“Is this a study, or is this an experiment?”
I ask students this question a lot, both undergraduates and master’s, and they struggle to find an answer. This surprises me, given that experimental evidence is arguably the gold standard for scientific evidence. That is not to say experiments are the only scientific evidence;
there are many fields of completely respectable science where you can’t
do experiments easily.
The difference between an experiment and a study is manipulation. That is, did the scientist actively change something, or just collect data from the world as it is?
For instance, sampling DNA from fifty species of fish to determine the relationships between them is a study, not an experiment. Observing a hundred thousand galaxies to see how many are red shifted is not an experiment. Searching for a predicted transitional fossil in geographic starta of a certain age is not an experiment. Those are all studies, not experiments.

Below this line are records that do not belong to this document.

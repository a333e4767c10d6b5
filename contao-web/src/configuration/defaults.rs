// Contao - front-end rendering core for the Contao CMS
// Copyright (C) 2025 Contao Project Contributors
//
// This program is free software: you can redistribute it and/or modify
// it under the terms of the GNU Affero General Public License as
// published by the Free Software Foundation, either version 3 of the
// License, or (at your option) any later version.
//
// This program is distributed in the hope that it will be useful,
// but WITHOUT ANY WARRANTY; without even the implied warranty of
// MERCHANTABILITY or FITNESS FOR A PARTICULAR PURPOSE.  See the
// GNU Affero General Public License for more details.
//
// You should have received a copy of the GNU Affero General Public License
// along with this program.  If not, see <https://www.gnu.org/licenses/>.

//! Default configuration values
//!
//! Each function returns the value used when neither the environment nor a
//! configuration file sets the field.

// Server defaults
pub fn default_host() -> String {
    "0.0.0.0".to_string()
}

pub fn default_port() -> u16 {
    3000
}

// Session defaults
pub fn default_session_timeout_minutes() -> i64 {
    1440 // 24 hours
}

pub fn default_secure_cookies() -> bool {
    true
}

// Mail defaults
pub fn default_smtp_port() -> u16 {
    587
}

pub fn default_smtp_tls() -> bool {
    true
}

pub fn default_mail_from() -> String {
    "Contao <noreply@localhost>".to_string()
}

// General defaults
pub fn default_database_url() -> String {
    "sqlite:contao.db".to_string()
}

pub fn default_development_mode() -> bool {
    false
}

pub fn default_config_file() -> String {
    "./contao.toml".to_string()
}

If a human being actively intervenes in a system somehow, then you have the potential for an experiment. Adding a chemical to a mixture, removing a nutrient from a diet, showing pictures to an undergraduate, or changing how you word a survey question are all experimental conditions.
An experiment does not necessarily mean you have a control group. You can have an uncontrolled experiment. That’s not ideal, but it still qualifies as an experiment.
You can also have a natural experiment, where there has been a intervention, but not by people. The qualifier is important there, as it points out that a natural experiment is something slightly, but importantly, different from a normal experiment.
The difference between an experiment and a study should be as important a distinction to as the difference an hypothesis and a theory.